> [AVAILABLE RECORDS]:

//! Ops API: health, manual deposit replay, manual re-notification, and
//! outbox visibility. Validation and not-found conditions answer with a
//! structured `{reason}` body; queue-facing semantics live elsewhere.

use std::sync::Arc;

use chrono::{DateTime, Utc};
use rocket::http::Status;
use rocket::response::status::Custom;
use rocket::serde::json::Json;
use rocket::{Route, State, get, post, routes};
use serde::{Deserialize, Serialize};
use sqlx::SqlitePool;
use uuid::Uuid;

use crate::deposit::{DepositVerifierRegistry, Verification, publish_verified};
use crate::model::Blockchain;
use crate::outbox::Outbox;
use crate::transaction::{self as transaction_repo, TransactionEventDispatcher};

#[derive(Serialize, Deserialize)]
struct HealthResponse {
    status: String,
    timestamp: DateTime<Utc>,
}

#[derive(Serialize, Deserialize)]
struct ReasonBody {
    reason: String,
}

type OpsError = Custom<Json<ReasonBody>>;

fn ops_error(status: Status, reason: impl Into<String>) -> OpsError {
    Custom(
        status,
        Json(ReasonBody {
            reason: reason.into(),
        }),
    )
}

#[get("/health")]
fn health() -> Json<HealthResponse> {
    Json(HealthResponse {
        status: "healthy".to_string(),
        timestamp: Utc::now(),
    })
}

#[derive(Serialize, Deserialize)]
struct ReplayRequest {
    blockchain: Blockchain,
    on_chain_id: String,
    transaction_id: Uuid,
}

#[derive(Serialize, Deserialize)]
struct ReplayResponse {
    status: String,
    transaction_id: Uuid,
}

/// Manual replay of one on-chain event through the verifier and the outbox,
/// identical in effect to the listener and the reconciliation sweep
/// observing it.
#[post("/ops/deposits/replay", format = "json", data = "<request>")]
async fn replay_deposit(
    request: Json<ReplayRequest>,
    verifiers: &State<Arc<DepositVerifierRegistry>>,
    outbox: &State<Arc<Outbox>>,
) -> Result<Json<ReplayResponse>, OpsError> {
    let verifier = verifiers
        .get(request.blockchain)
        .map_err(|e| ops_error(Status::BadRequest, e.to_string()))?;

    let verification = verifier
        .verify_notification(&request.on_chain_id, request.transaction_id)
        .await
        .map_err(|e| ops_error(Status::BadGateway, e.to_string()))?;

    match verification {
        Verification::Verified(msg) => {
            publish_verified(outbox, &msg)
                .await
                .map_err(|e| ops_error(Status::InternalServerError, e.to_string()))?;

            Ok(Json(ReplayResponse {
                status: "enqueued".to_string(),
                transaction_id: msg.transaction_id,
            }))
        }
        Verification::Rejected(rejection) => Err(ops_error(
            Status::new(rejection.http_status()),
            rejection.to_string(),
        )),
    }
}

#[derive(Serialize, Deserialize)]
struct NotifyRequest {
    transaction_id: Uuid,
}

#[post("/ops/transactions/notify", format = "json", data = "<request>")]
async fn manual_notify(
    request: Json<NotifyRequest>,
    pool: &State<SqlitePool>,
    events: &State<TransactionEventDispatcher>,
) -> Result<Json<ReplayResponse>, OpsError> {
    let tx = transaction_repo::find(pool, request.transaction_id)
        .await
        .map_err(|e| ops_error(Status::InternalServerError, e.to_string()))?
        .ok_or_else(|| {
            ops_error(
                Status::NotFound,
                format!("transaction not found: {}", request.transaction_id),
            )
        })?;

    events
        .status_snapshot(&tx)
        .await
        .map_err(|e| ops_error(Status::InternalServerError, e.to_string()))?;

    Ok(Json(ReplayResponse {
        status: "enqueued".to_string(),
        transaction_id: tx.id,
    }))
}

#[derive(Serialize, Deserialize)]
struct BacklogResponse {
    pending: i64,
    delivering: i64,
    failed: i64,
}

#[get("/ops/outbox/backlog")]
async fn outbox_backlog(outbox: &State<Arc<Outbox>>) -> Result<Json<BacklogResponse>, OpsError> {
    let backlog = outbox
        .backlog()
        .await
        .map_err(|e| ops_error(Status::InternalServerError, e.to_string()))?;

    Ok(Json(BacklogResponse {
        pending: backlog.pending,
        delivering: backlog.delivering,
        failed: backlog.failed,
    }))
}

pub fn routes() -> Vec<Route> {
    routes![health, replay_deposit, manual_notify, outbox_backlog]
}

> [YOUR TASK]: Find the string "async" in the material above. Then copy each line that has it.

> [RESPONSE AREA]:
async fn replay_deposit(
async fn manual_notify(
async fn outbox_backlog(outbox: &State<Arc<Outbox>>) -> Result<Json<BacklogResponse>, OpsError> {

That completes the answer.